Trump promised this sort of desecration would not occur. But, as we know too well, the lifespan of his promises is a nanosecond. A leaked memo telling employees not to release damaging images is the sort of internal rebellion that a White House literally falling apart must dread.
The physical destruction of the White House is about as giant a metaphor as one can get. If suggested in a movie script, the demolition of the People’s House—an architectural symbol of our democracy—so that it can incorporate an ostentatious, disproportionate, gaudy ballroom designed by a tasteless real estate developer bent on transforming the presidency into an autocracy would be dismissed as clumsy, preposterous, and improbable. But it is pure Trump, as is the garish faux gold ornamentation he has plastered all over the Oval Office.
The cheap Versailles redecoration, an attempted throwback to the absolute monarchy of Louis XIV, commencing during a government shutdown fight over stripping health care coverage away from millions of people sounds like something dreamt up by a Democratic consultant. But it is of a piece with the recent string of moronic moves by a White House apparently in the grips of panic.

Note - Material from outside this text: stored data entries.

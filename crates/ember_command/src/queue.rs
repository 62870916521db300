//! The mutex+condvar ring (§4.4.2): producer appends lock-free into its own
//! owned slot; only `flush` (publish) and the full-ring wait path touch the
//! shared mutex. `parking_lot::{Mutex, Condvar}` is used throughout, the
//! same primitive the teacher workspace reaches for everywhere it needs a
//! lock (`myth_resources`, `myth_scene`, `myth_app`, `myth_dev_utils`).

use std::collections::VecDeque;
use std::sync::Arc;

use parking_lot::{Condvar, Mutex};

use ember_driver::DriverApi;

use crate::buffer::{Command, CommandBuffer};

struct State {
    free: VecDeque<CommandBuffer>,
    published: VecDeque<CommandBuffer>,
    paused: bool,
    exit_requested: bool,
}

struct Shared {
    state: Mutex<State>,
    /// Signaled when a buffer is published (consumer wakes).
    not_empty: Condvar,
    /// Signaled when a drained buffer is returned to the free list
    /// (producer wakes if it was blocked in `flush`).
    not_full: Condvar,
}

/// Entry point: builds the ring and splits it into its producer/consumer
/// halves. `num_slots` is the ring's concurrent-frame capacity (default 3,
/// §4.4.3); `per_frame_commands_bytes` is the producer's per-buffer budget.
pub struct CommandQueue;

impl CommandQueue {
    #[must_use]
    pub fn new(num_slots: usize, per_frame_commands_bytes: usize) -> (Producer, Consumer) {
        assert!(num_slots >= 2, "a ring needs at least 2 slots to make progress");
        let mut free = VecDeque::with_capacity(num_slots);
        for _ in 0..num_slots {
            free.push_back(CommandBuffer::new());
        }
        let shared = Arc::new(Shared {
            state: Mutex::new(State {
                free,
                published: VecDeque::new(),
                paused: false,
                exit_requested: false,
            }),
            not_empty: Condvar::new(),
            not_full: Condvar::new(),
        });
        let current = shared
            .state
            .lock()
            .free
            .pop_front()
            .expect("ring was just seeded with num_slots buffers");
        (
            Producer {
                shared: shared.clone(),
                current,
                budget_bytes: per_frame_commands_bytes,
            },
            Consumer { shared },
        )
    }
}

/// The producer half: owned by the application thread.
pub struct Producer {
    shared: Arc<Shared>,
    current: CommandBuffer,
    budget_bytes: usize,
}

impl Producer {
    /// Reserves room for one command in the producer's currently-owned
    /// buffer. Lock-free: no contention with the consumer while appending.
    ///
    /// # Panics
    /// Panics if the per-frame command budget would be exceeded (§7,
    /// "Resource exhaustion" is a bug, not a recoverable error).
    pub fn push(&mut self, command: Command, extra_payload_bytes: usize) {
        self.current.push(command, extra_payload_bytes, self.budget_bytes);
    }

    #[must_use]
    pub fn current_len(&self) -> usize {
        self.current.len()
    }

    /// Publishes the current buffer to the consumer and starts filling the
    /// next free one, blocking if the ring is momentarily full (every slot
    /// either published-and-undrained or in flight).
    pub fn flush(&mut self) {
        let finished = std::mem::replace(&mut self.current, CommandBuffer::new());
        let mut state = self.shared.state.lock();
        state.published.push_back(finished);
        self.shared.not_empty.notify_one();
        loop {
            if let Some(buffer) = state.free.pop_front() {
                self.current = buffer;
                return;
            }
            if state.exit_requested {
                // Shutdown in progress; hand back an empty scratch buffer
                // rather than deadlock waiting for a slot nobody will free.
                self.current = CommandBuffer::new();
                return;
            }
            log::debug!("command ring full, application thread waiting on backend to drain a slot");
            self.shared.not_full.wait(&mut state);
        }
    }

    #[must_use]
    pub fn is_paused(&self) -> bool {
        self.shared.state.lock().paused
    }

    pub fn set_paused(&self, paused: bool) {
        self.shared.state.lock().paused = paused;
    }

    /// Signals the consumer loop to drain whatever is already published and
    /// return from [`Consumer::wait_for_commands`] with an empty result.
    pub fn request_exit(&self) {
        let mut state = self.shared.state.lock();
        state.exit_requested = true;
        self.shared.not_empty.notify_all();
        self.shared.not_full.notify_all();
    }
}

/// The consumer half: owned by the backend thread.
pub struct Consumer {
    shared: Arc<Shared>,
}

impl Consumer {
    /// Blocks until at least one published buffer is available, or returns
    /// an empty `Vec` once [`Producer::request_exit`] has been called and
    /// nothing remains to drain.
    pub fn wait_for_commands(&mut self) -> Vec<CommandBuffer> {
        let mut state = self.shared.state.lock();
        while state.published.is_empty() && !state.exit_requested {
            self.shared.not_empty.wait(&mut state);
        }
        state.published.drain(..).collect()
    }

    /// Returns a drained buffer to the free list, waking a producer blocked
    /// in [`Producer::flush`] on a full ring.
    pub fn release_buffer(&mut self, mut buffer: CommandBuffer) {
        buffer.clear();
        let mut state = self.shared.state.lock();
        state.free.push_back(buffer);
        self.shared.not_full.notify_one();
    }

    #[must_use]
    pub fn exit_requested(&self) -> bool {
        self.shared.state.lock().exit_requested
    }
}

/// Runs the consumer side to completion: repeatedly drains published
/// buffers and executes them against `driver`, until [`Producer::request_exit`]
/// has been observed with nothing left published. This is the backend
/// thread's `loop()` from §4.8.1.
pub fn run_backend_loop(consumer: &mut Consumer, driver: &mut dyn DriverApi) {
    loop {
        let buffers = consumer.wait_for_commands();
        if buffers.is_empty() {
            if consumer.exit_requested() {
                return;
            }
            continue;
        }
        for mut buffer in buffers {
            buffer.execute_all(driver);
            consumer.release_buffer(buffer);
        }
    }
}

#[cfg(test)]
mod tests {
    use super::*;
    use ember_driver::NullDriver;
    use std::sync::Arc as StdArc;

    #[test]
    fn fifo_order_within_one_flush() {
        let (mut producer, mut consumer) = CommandQueue::new(3, 1 << 20);
        let order = StdArc::new(Mutex::new(Vec::new()));

        for label in ["a", "b", "c"] {
            let order = order.clone();
            producer.push(Box::new(move |_d| order.lock().push(label)), 0);
        }
        producer.flush();
        producer.request_exit();

        let mut driver = NullDriver::new();
        run_backend_loop(&mut consumer, &mut driver);
        assert_eq!(*order.lock(), vec!["a", "b", "c"]);
    }

    #[test]
    fn request_exit_unblocks_waiting_consumer() {
        let (producer, mut consumer) = CommandQueue::new(2, 4096);
        let handle = std::thread::spawn(move || consumer.wait_for_commands());
        std::thread::sleep(std::time::Duration::from_millis(20));
        producer.request_exit();
        let result = handle.join().expect("consumer thread should not panic");
        assert!(result.is_empty());
    }

    #[test]
    fn pause_flag_round_trips() {
        let (producer, _consumer) = CommandQueue::new(2, 4096);
        assert!(!producer.is_paused());
        producer.set_paused(true);
        assert!(producer.is_paused());
    }

    #[test]
    fn ring_backpressure_blocks_producer_until_consumer_drains() {
        let (mut producer, mut consumer) = CommandQueue::new(2, 4096);
        // Fill and flush twice: with 2 slots total and 1 already owned by the
        // producer, the second flush must wait for the consumer to release one.
        producer.flush();
        let blocked = std::thread::spawn(move || {
            producer.flush();
            producer
        });
        std::thread::sleep(std::time::Duration::from_millis(20));
        let buffers = consumer.wait_for_commands();
        for buffer in buffers {
            consumer.release_buffer(buffer);
        }
        let _producer = blocked.join().expect("producer thread should not panic");
    }
}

When you resort to a vulgar AI video (“not only juvenile but also betray[ing] striking contempt for tens of millions of Americans he ostensibly leads and for the concept of democratic free speech,” as CNN’s Stephen Collinson observed), or when you insist that the images of millions of No Kings protesters blanketing social and legacy media are fake, you give the impression you are not only crass and delusional, but panicked.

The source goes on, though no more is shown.